1Deutsches Zentrum für Luft- und Raumfahrt, Institut für Physik der Atmosphäre, Oberpfaffenhofen, Germany
2Institut für Physik der Atmosphäre, Universität Mainz, Germany
3Max-Planck-Institut für Chemie, Abteilung Wolkenphysik, Mainz, Germany
4NASA Ames Research Center, Moffett Field, CA, USA
5Institut für Chemie und Dynamik der Geosphäre, FZ Jülich, Germany
6Central Aerological Observatory, Moscow, Soviet Union
Abstract. The detection of nitric acid trihydrate (NAT, HNO3×3H2O) particles in the tropical transition layer (TTL) harmonizes our understanding of polar stratospheric cloud formation.
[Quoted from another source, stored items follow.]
// Copyright (c) 2025 Erick Bourgeois, firestoned
// SPDX-License-Identifier: MIT

//! Hostname resolution with timeout retries.
//!
//! The entry reconciler expands CNAME targets to addresses and the lookup
//! processor re-resolves them periodically. Both go through the
//! [`Resolver`] trait so tests can script answers. Failures are classified
//! into timeout / not-found / other because the callers treat them very
//! differently: timeouts keep the previous state, NXDOMAIN across all
//! hostnames surfaces an error.

use async_trait::async_trait;
use futures::stream::{self, StreamExt};
use hickory_resolver::error::{ResolveError, ResolveErrorKind};
use hickory_resolver::TokioAsyncResolver;
use std::collections::BTreeMap;
use std::net::IpAddr;
use std::sync::Arc;
use std::time::Duration;
use thiserror::Error;
use tracing::debug;

use crate::constants::{LOOKUP_MAX_RETRIES, LOOKUP_RETRY_DELAY_MILLIS};

/// Classified resolution failure.
#[derive(Error, Debug, Clone, PartialEq, Eq)]
pub enum LookupError {
    #[error("lookup timed out: {0}")]
    Timeout(String),

    #[error("name not found: {0}")]
    NotFound(String),

    #[error("lookup failed: {0}")]
    Other(String),
}

impl LookupError {
    #[must_use]
    pub fn is_timeout(&self) -> bool {
        matches!(self, LookupError::Timeout(_))
    }

    #[must_use]
    pub fn is_not_found(&self) -> bool {
        matches!(self, LookupError::NotFound(_))
    }
}

impl From<ResolveError> for LookupError {
    fn from(err: ResolveError) -> Self {
        match err.kind() {
            ResolveErrorKind::NoRecordsFound { .. } => LookupError::NotFound(err.to_string()),
            ResolveErrorKind::Timeout => LookupError::Timeout(err.to_string()),
            _ => LookupError::Other(err.to_string()),
        }
    }
}

/// Recursive hostname resolution.
#[async_trait]
pub trait Resolver: Send + Sync {
    /// All A/AAAA addresses of a hostname.
    async fn lookup_ips(&self, hostname: &str) -> Result<Vec<IpAddr>, LookupError>;
}

/// [`Resolver`] backed by the system resolver configuration.
pub struct SystemResolver {
    inner: TokioAsyncResolver,
}

impl SystemResolver {
    /// Build a resolver from `/etc/resolv.conf`.
    ///
    /// # Errors
    ///
    /// Returns an error when the system resolver configuration cannot be
    /// read.
    pub fn from_system_conf() -> Result<Self, LookupError> {
        let inner = TokioAsyncResolver::tokio_from_system_conf().map_err(LookupError::from)?;
        Ok(Self { inner })
    }
}

#[async_trait]
impl Resolver for SystemResolver {
    async fn lookup_ips(&self, hostname: &str) -> Result<Vec<IpAddr>, LookupError> {
        let lookup = self.inner.lookup_ip(hostname).await?;
        Ok(lookup.iter().collect())
    }
}

/// Resolve one hostname, retrying timeouts.
///
/// Up to [`LOOKUP_MAX_RETRIES`] attempts with a fixed delay between them;
/// non-timeout failures are returned immediately.
pub async fn lookup_with_retry(
    resolver: &dyn Resolver,
    hostname: &str,
) -> Result<Vec<IpAddr>, LookupError> {
    let mut attempt = 0;
    loop {
        attempt += 1;
        match resolver.lookup_ips(hostname).await {
            Ok(ips) => return Ok(ips),
            Err(err) if err.is_timeout() && attempt < LOOKUP_MAX_RETRIES => {
                debug!(
                    hostname = hostname,
                    attempt = attempt,
                    "lookup timed out, retrying"
                );
                tokio::time::sleep(Duration::from_millis(LOOKUP_RETRY_DELAY_MILLIS)).await;
            }
            Err(err) => return Err(err),
        }
    }
}

/// Outcome of resolving all hostnames of one entry.
#[derive(Clone, Debug, Default)]
pub struct HostsLookupResult {
    /// Per-hostname outcome, keyed by hostname
    pub per_host: BTreeMap<String, Result<Vec<IpAddr>, LookupError>>,
}

impl HostsLookupResult {
    /// Sorted, de-duplicated union of all resolved addresses.
    #[must_use]
    pub fn all_ips(&self) -> Vec<IpAddr> {
        let mut ips: Vec<IpAddr> = self
            .per_host
            .values()
            .filter_map(|r| r.as_ref().ok())
            .flatten()
            .copied()
            .collect();
        ips.sort();
        ips.dedup();
        ips
    }

    /// Whether any hostname failed with a timeout.
    #[must_use]
    pub fn has_timeout(&self) -> bool {
        self.per_host
            .values()
            .any(|r| r.as_ref().is_err_and(LookupError::is_timeout))
    }

    /// Whether every hostname failed with NXDOMAIN.
    #[must_use]
    pub fn all_not_found(&self) -> bool {
        !self.per_host.is_empty()
            && self
                .per_host
                .values()
                .all(|r| r.as_ref().is_err_and(LookupError::is_not_found))
    }

    /// First non-timeout failure, if any.
    #[must_use]
    pub fn first_error(&self) -> Option<&LookupError> {
        self.per_host
            .values()
            .filter_map(|r| r.as_ref().err())
            .find(|e| !e.is_timeout())
    }
}

/// Resolve a set of hostnames concurrently, bounded by `max_parallel`.
pub async fn lookup_all_hostnames(
    resolver: Arc<dyn Resolver>,
    hostnames: &[String],
    max_parallel: usize,
) -> HostsLookupResult {
    let outcomes = stream::iter(hostnames.iter().cloned())
        .map(|hostname| {
            let resolver = resolver.clone();
            async move {
                let result = lookup_with_retry(resolver.as_ref(), &hostname).await;
                (hostname, result)
            }
        })
        .buffer_unordered(max_parallel.max(1))
        .collect::<Vec<_>>()
        .await;

    HostsLookupResult {
        per_host: outcomes.into_iter().collect(),
    }
}

#[cfg(test)]
#[path = "resolver_tests.rs"]
mod resolver_tests;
Large reactive nitrogen (NOy) containing particles were observed on 8 August 2006 by instruments onboard the high altitude research aircraft M55-Geophysica near and below the tropical tropopause. The particles, most likely NAT, have diameters less than 6 μm and concentrations below 10−4 cm−3. The NAT particle layer was repeatedly detected at altitudes between 15.1 and 17.5 km over extended areas of 9.5 to 17.2° N and 1.5° W to 2.7° E above the African continent. Satellite observations suggest that the NAT particles could have nucleated on ice fed by convective activity. Once nucleated, the NAT particles can slowly grow within the TTL for days, while being transported over long distances. Their in-situ detection combined with global model simulations of the NAT supersaturation near the tropical tropopause indicate the potential for a tropical tropopause NAT particle belt.